Il problema esisteva già prima, ma la pandemia di Coronavirus ne ha accelerato la soluzione: con la Legge di Bilancio 2021 i ristoranti vedranno finalmente la riduzione dell’IVA per il cibo d’asporto e il delivery al 10%.
L’asporto e il delivery, durante tutto quest’anno (e presumibilmente ancora per un altro po’) sono stati un’importante fonte di entrate per bar e ristoranti, costretti a una vita on-off con chiusure periodiche e notevoli perdite di incassi.
Tutti – dalle trattorie agli stellati – si sono attrezzati per portare la loro cucina a casa dei clienti, soprattutto in occasioni come la Pasqua o il Natale. La questione, però, era quale aliquota dovesse venire applicata a quel tipo di servizio.
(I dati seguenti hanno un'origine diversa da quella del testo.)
use rand::Rng;

pub const BACKGROUND_EVENT_MIN_ELAPSED_MS: i64 = 10_000;

/// Lifecycle transitions of the app
#[derive(Debug, Clone, Copy, PartialEq, Eq)]
#[repr(u8)]
pub enum BackgroundAction {
    Paused = 2,
    Resumed = 3,
}

#[derive(Debug, Clone, PartialEq, Eq)]
pub struct BackgroundEvent {
    pub action: BackgroundAction,
    /// Absolute time of the transition, milliseconds since the epoch
    pub timestamp_ms: i64,
}

#[derive(Debug, Clone, Default)]
pub struct BackgroundEventList {
    pub events: Vec<BackgroundEvent>,
}

impl BackgroundEventList {
    /// Regenerate the list. With probability `1 / odds`, and only once at least
    /// [`BACKGROUND_EVENT_MIN_ELAPSED_MS`] have passed, emits 2-4 pause/resume
    /// pairs with increasing timestamps after `start_ms`.
    pub fn randomize<R: Rng + ?Sized>(&mut self, rng: &mut R, start_ms: i64, elapsed_ms: i64, odds: u32) {
        self.events.clear();

        if rng.gen_range(0..odds.max(1)) > 0 {
            return;
        }
        if elapsed_ms < BACKGROUND_EVENT_MIN_ELAPSED_MS {
            return;
        }

        let pairs = rng.gen_range(2..5);
        let mut timestamp = start_ms + rng.gen_range(1_000..3_000);
        for _ in 0..pairs {
            self.events.push(BackgroundEvent {
                action: BackgroundAction::Paused,
                timestamp_ms: timestamp,
            });
            timestamp += rng.gen_range(2_000..20_000);
            self.events.push(BackgroundEvent {
                action: BackgroundAction::Resumed,
                timestamp_ms: timestamp,
            });
            timestamp += rng.gen_range(1_000..10_000);
        }
    }

    pub fn len(&self) -> usize {
        self.events.len()
    }

    pub fn is_empty(&self) -> bool {
        self.events.is_empty()
    }
}

impl std::fmt::Display for BackgroundEventList {
    fn fmt(&self, f: &mut std::fmt::Formatter<'_>) -> std::fmt::Result {
        for event in &self.events {
            write!(f, "{},{};", event.action as u8, event.timestamp_ms)?;
        }
        Ok(())
    }
}
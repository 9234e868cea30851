//! Session state: key material and access token
//!
//! [`SessionState`] exclusively owns the cached [`KeyMaterial`] and
//! [`SessionToken`]. Readers take cheap snapshots; re-acquisition goes through
//! [`SessionState::ensure_keys`] / [`SessionState::ensure_token`], which are
//! single-flight: concurrent callers that all observe a missing value wait on
//! one refresh instead of each starting their own.
//!
//! Lifecycles:
//! - keys: `absent -> present` on key exchange, back to `absent` on 600001
//! - token: `absent|expired -> valid` on login, `valid -> expired` when
//!   `now >= expiration` or on 600002

use crate::error::MazdaError;
use serde::Deserialize;
use std::future::Future;
use std::sync::{PoisonError, RwLock};
use tokio::sync::Mutex;
use tracing::{debug, info};

/// Session encryption and sign keys from the key-exchange call
#[derive(Clone, PartialEq, Eq, Deserialize)]
pub struct KeyMaterial {
    #[serde(rename = "encKey")]
    pub enc_key: String,
    #[serde(rename = "signKey")]
    pub sign_key: String,
}

impl std::fmt::Debug for KeyMaterial {
    fn fmt(&self, f: &mut std::fmt::Formatter<'_>) -> std::fmt::Result {
        f.debug_struct("KeyMaterial")
            .field("enc_key", &format_args!("<{} bytes>", self.enc_key.len()))
            .field("sign_key", &format_args!("<{} bytes>", self.sign_key.len()))
            .finish()
    }
}

/// Access token from login
#[derive(Clone, PartialEq, Eq, Deserialize)]
pub struct SessionToken {
    #[serde(rename = "accessToken")]
    pub access_token: String,
    /// Seconds since the epoch
    #[serde(rename = "accessTokenExpirationTs")]
    pub expiration_ts: i64,
}

impl SessionToken {
    pub fn is_valid_at(&self, now_secs: i64) -> bool {
        now_secs < self.expiration_ts
    }

    pub fn is_valid(&self) -> bool {
        self.is_valid_at(chrono::Utc::now().timestamp())
    }
}

impl std::fmt::Debug for SessionToken {
    fn fmt(&self, f: &mut std::fmt::Formatter<'_>) -> std::fmt::Result {
        f.debug_struct("SessionToken")
            .field("access_token", &"<redacted>")
            .field("expiration_ts", &self.expiration_ts)
            .finish()
    }
}

#[derive(Default)]
pub struct SessionState {
    keys: RwLock<Option<KeyMaterial>>,
    token: RwLock<Option<SessionToken>>,
    key_refresh: Mutex<()>,
    token_refresh: Mutex<()>,
}

impl SessionState {
    pub fn new() -> Self {
        Self::default()
    }

    /// Snapshot of the current key material
    pub fn keys(&self) -> Option<KeyMaterial> {
        self.keys.read().unwrap_or_else(PoisonError::into_inner).clone()
    }

    /// Snapshot of the current token, whether or not it is still valid
    pub fn token(&self) -> Option<SessionToken> {
        self.token.read().unwrap_or_else(PoisonError::into_inner).clone()
    }

    /// Current token if it has not expired
    pub fn valid_token(&self) -> Option<SessionToken> {
        self.token().filter(SessionToken::is_valid)
    }

    /// Return the cached keys, or run `fetch` exactly once across all
    /// concurrent callers and cache its result.
    pub async fn ensure_keys<F, Fut>(&self, fetch: F) -> Result<KeyMaterial, MazdaError>
    where
        F: FnOnce() -> Fut,
        Fut: Future<Output = Result<KeyMaterial, MazdaError>>,
    {
        if let Some(keys) = self.keys() {
            return Ok(keys);
        }

        let _guard = self.key_refresh.lock().await;
        // Another caller may have finished the exchange while we waited
        if let Some(keys) = self.keys() {
            debug!("Keys retrieved by a concurrent caller");
            return Ok(keys);
        }

        info!("Retrieving session keys");
        let keys = fetch().await?;
        *self.keys.write().unwrap_or_else(PoisonError::into_inner) = Some(keys.clone());
        Ok(keys)
    }

    /// Return the cached token if still valid, or run `login` exactly once
    /// across all concurrent callers and cache its result.
    pub async fn ensure_token<F, Fut>(&self, login: F) -> Result<SessionToken, MazdaError>
    where
        F: FnOnce() -> Fut,
        Fut: Future<Output = Result<SessionToken, MazdaError>>,
    {
        if let Some(token) = self.valid_token() {
            return Ok(token);
        }

        let _guard = self.token_refresh.lock().await;
        if let Some(token) = self.valid_token() {
            debug!("Token refreshed by a concurrent caller");
            return Ok(token);
        }

        info!("Access token missing or expired, logging in");
        let token = login().await?;
        *self.token.write().unwrap_or_else(PoisonError::into_inner) = Some(token.clone());
        Ok(token)
    }

    /// Drop the cached keys if they are still the ones the failed request
    /// used. Returns whether anything was cleared.
    pub fn invalidate_keys(&self, stale: &KeyMaterial) -> bool {
        let mut keys = self.keys.write().unwrap_or_else(PoisonError::into_inner);
        if keys.as_ref() == Some(stale) {
            *keys = None;
            true
        } else {
            false
        }
    }

    /// Drop the cached token if it is still the one the failed request used.
    /// Returns whether anything was cleared.
    pub fn invalidate_token(&self, stale: &SessionToken) -> bool {
        let mut token = self.token.write().unwrap_or_else(PoisonError::into_inner);
        if token.as_ref() == Some(stale) {
            *token = None;
            true
        } else {
            false
        }
    }

    pub fn clear(&self) {
        *self.keys.write().unwrap_or_else(PoisonError::into_inner) = None;
        *self.token.write().unwrap_or_else(PoisonError::into_inner) = None;
    }
}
Questo perché la legge non prevedeva, fino a oggi, la specifica casistica. Il decreto di riferimento era infatti il DPR numero 633 del 1972 (non certo anni in cui il delivery era sulla cresta dell’onda), che imponeva una doppia strada per i ristoranti: Iva al 10% per la somministrazione e Iva al 22% per la vendita di cibi e bevande.
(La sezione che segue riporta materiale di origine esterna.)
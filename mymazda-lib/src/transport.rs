//! HTTP transport seam
//!
//! The protocol engine only needs "send this request, give me the status and
//! JSON body back". [`Transport`] captures that; [`HttpTransport`] implements
//! it on top of a pooled `reqwest::Client`, and tests substitute an in-memory
//! implementation.

use crate::error::MazdaError;
use async_trait::async_trait;
use reqwest::Client;
use serde_json::Value;
use std::fmt;
use std::time::Duration;
use tracing::debug;

const CONNECT_TIMEOUT: Duration = Duration::from_secs(10);

#[derive(Debug, Clone, Copy, PartialEq, Eq)]
pub enum Method {
    Get,
    Post,
}

impl fmt::Display for Method {
    fn fmt(&self, f: &mut fmt::Formatter<'_>) -> fmt::Result {
        match self {
            Method::Get => write!(f, "GET"),
            Method::Post => write!(f, "POST"),
        }
    }
}

/// Body of an outgoing request
#[derive(Debug, Clone, PartialEq, Default)]
pub enum RequestBody {
    #[default]
    Empty,
    /// Raw text (the base64 ciphertext of the main API)
    Raw(String),
    /// JSON document (the login API)
    Json(Value),
}

#[derive(Debug, Clone, PartialEq)]
pub struct HttpRequest {
    pub method: Method,
    pub url: String,
    pub query: Vec<(String, String)>,
    pub headers: Vec<(String, String)>,
    pub body: RequestBody,
}

impl HttpRequest {
    pub fn new(method: Method, url: impl Into<String>) -> Self {
        Self {
            method,
            url: url.into(),
            query: Vec::new(),
            headers: Vec::new(),
            body: RequestBody::Empty,
        }
    }

    pub fn header(mut self, name: &str, value: impl Into<String>) -> Self {
        self.headers.push((name.to_string(), value.into()));
        self
    }

    pub fn query(mut self, name: &str, value: impl Into<String>) -> Self {
        self.query.push((name.to_string(), value.into()));
        self
    }

    pub fn body(mut self, body: RequestBody) -> Self {
        self.body = body;
        self
    }

    /// Value of the first header with this name (case-insensitive)
    pub fn header_value(&self, name: &str) -> Option<&str> {
        self.headers
            .iter()
            .find(|(k, _)| k.eq_ignore_ascii_case(name))
            .map(|(_, v)| v.as_str())
    }

    /// Value of the first query parameter with this name
    pub fn query_value(&self, name: &str) -> Option<&str> {
        self.query.iter().find(|(k, _)| k == name).map(|(_, v)| v.as_str())
    }
}

#[derive(Debug, Clone, PartialEq)]
pub struct HttpResponse {
    pub status: u16,
    pub body: Value,
}

#[async_trait]
pub trait Transport: Send + Sync {
    async fn request(&self, request: HttpRequest) -> Result<HttpResponse, MazdaError>;
}

/// [`Transport`] backed by `reqwest`
#[derive(Clone)]
pub struct HttpTransport {
    client: Client,
}

impl HttpTransport {
    pub fn new(timeout: Option<Duration>) -> Result<Self, MazdaError> {
        let mut builder = Client::builder().connect_timeout(CONNECT_TIMEOUT);
        if let Some(timeout) = timeout {
            builder = builder.timeout(timeout);
        }
        Ok(Self {
            client: builder.build()?,
        })
    }

    /// Reuse an existing client (and its connection pool)
    pub fn with_client(client: Client) -> Self {
        Self { client }
    }
}

#[async_trait]
impl Transport for HttpTransport {
    async fn request(&self, request: HttpRequest) -> Result<HttpResponse, MazdaError> {
        let method = match request.method {
            Method::Get => reqwest::Method::GET,
            Method::Post => reqwest::Method::POST,
        };

        let mut builder = self.client.request(method, &request.url);
        if !request.query.is_empty() {
            builder = builder.query(&request.query);
        }
        for (name, value) in &request.headers {
            builder = builder.header(name.as_str(), value.as_str());
        }
        builder = match request.body {
            RequestBody::Empty => builder,
            RequestBody::Raw(text) => builder.body(text),
            RequestBody::Json(json) => builder.json(&json),
        };

        let response = builder.send().await?;
        let status = response.status().as_u16();
        let body = response.json::<Value>().await?;
        debug!(url = %request.url, status, "HTTP response");

        Ok(HttpResponse { status, body })
    }
}
use thiserror::Error;

/// The primary error type for the `mymazda-lib` library.
#[derive(Error, Debug)]
pub enum MazdaError {
    /// Key material or configuration needed for an operation is absent.
    #[error("Configuration error: {0}")]
    Configuration(String),

    #[error("Invalid email or password (status {status})")]
    Authentication { status: String },

    #[error("Account has been locked (status {status})")]
    AccountLocked { status: String },

    /// Server answered with error code 600001. Session keys are stale.
    #[error("Server rejected encrypted request (error code {code})")]
    EncryptionRejected { code: u32 },

    /// Server answered with error code 600002. Access token is stale.
    #[error("Token expired (error code {code})")]
    TokenExpired { code: u32 },

    #[error("Request failed for an unknown reason (HTTP {http_status}, error code {code:?})")]
    RequestFailed { http_status: u16, code: Option<u32> },

    #[error("Login failed (status {status})")]
    LoginFailed { status: String },

    #[error("Invalid padding in decrypted payload")]
    InvalidPadding,

    #[error("Malformed response: {0}")]
    MalformedResponse(String),

    #[error("JSON error: {0}")]
    Json(#[from] serde_json::Error),

    #[error("Base64 decode error: {0}")]
    Base64(#[from] base64::DecodeError),

    #[error("RSA error: {0}")]
    Rsa(#[from] rsa::Error),

    #[error("Invalid public key: {0}")]
    PublicKey(String),

    #[error("Failed to {action} (result code {result_code})")]
    Domain { action: String, result_code: String },

    #[error("HTTP error: {0}")]
    Http(#[from] reqwest::Error),
}

/// Coarse classification of a [`MazdaError`].
#[derive(Debug, Clone, Copy, PartialEq, Eq)]
pub enum ErrorKind {
    Configuration,
    Authentication,
    AccountLocked,
    Protocol,
    Domain,
    Transport,
}

impl MazdaError {
    pub fn kind(&self) -> ErrorKind {
        match self {
            MazdaError::Configuration(_) => ErrorKind::Configuration,
            MazdaError::Authentication { .. } => ErrorKind::Authentication,
            MazdaError::AccountLocked { .. } => ErrorKind::AccountLocked,
            MazdaError::EncryptionRejected { .. }
            | MazdaError::TokenExpired { .. }
            | MazdaError::RequestFailed { .. }
            | MazdaError::LoginFailed { .. }
            | MazdaError::InvalidPadding
            | MazdaError::MalformedResponse(_)
            | MazdaError::Json(_)
            | MazdaError::Base64(_)
            | MazdaError::Rsa(_)
            | MazdaError::PublicKey(_) => ErrorKind::Protocol,
            MazdaError::Domain { .. } => ErrorKind::Domain,
            MazdaError::Http(_) => ErrorKind::Transport,
        }
    }

    /// Server error code carried by the error, if any.
    pub fn error_code(&self) -> Option<u32> {
        match self {
            MazdaError::EncryptionRejected { code } | MazdaError::TokenExpired { code } => Some(*code),
            MazdaError::RequestFailed { code, .. } => *code,
            _ => None,
        }
    }

    pub(crate) fn missing(what: &str) -> Self {
        MazdaError::Configuration(format!("Missing {what}"))
    }
}

impl From<rsa::pkcs8::spki::Error> for MazdaError {
    fn from(e: rsa::pkcs8::spki::Error) -> Self {
        MazdaError::PublicKey(e.to_string())
    }
}

impl From<rsa::pkcs1::Error> for MazdaError {
    fn from(e: rsa::pkcs1::Error) -> Self {
        MazdaError::PublicKey(e.to_string())
    }
}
Ora, capite anche voi che non è facile stabilire con chiarezza se il cibo servito da asporto rientri nella prima o nella seconda casistica. Nella seconda, dice l’Agenzia delle Entrate. Nella prima, dicono i ristoratori, che insistevano per un abbassamento dell’Iva al 10%, e che oggi, con la nuova legge di Bilancio, pare verranno accontentati.
“Allo stato attuale, tenuto conto della riduzione dei coperti per il rispetto degli ingenti vincoli igienico sanitari per la somministrazione in loco degli alimenti, la vendita da asporto e la consegna a domicilio rappresentano modalità integrativemediante le quali i titolari dei suddetti esercizi possono svolgere la loro attività”, il sottosegretario al MEF Alesso Mattia Villarosa . “Alla luce di quanto suesposto entrambe le ipotesi possono rientrare nell’applicazione delle aliquote ridotte”.
In effetti, il 20 dicembre sono stati approvati dalla Commissione Bilancio della Camera alcuni emendamenti al testo della Manovra, e tra questi c’è una norma che inserisce la consegna a domicilio e l’asporto di piatti pronti e di pasti che siano stati cotti, arrostiti, fritti o altrimenti preparati nella lista dei casi a cui è applicabile l’IVA agevolata.
Urrà per i ristoratori, dunque: il cibo d’asporto e a domicilio verrà tassato meno, così come chiedevano da tempo. Resta da dire però che, in questi termini, il provvedimento passa come una concessione data ai ristoratori in questo periodo di crisi, per agevolare l’unica fonte di reddito che gli è rimasta nei periodi di chiusura forzata. Ma, come abbiamo detto, la questione dell’Iva sull’asporto è più vecchia, e c’è la possibilità (e la speranza, da pare dei ristoratori) che le cose possano rimanere così anche quando le cose saranno ritornate alla normalità.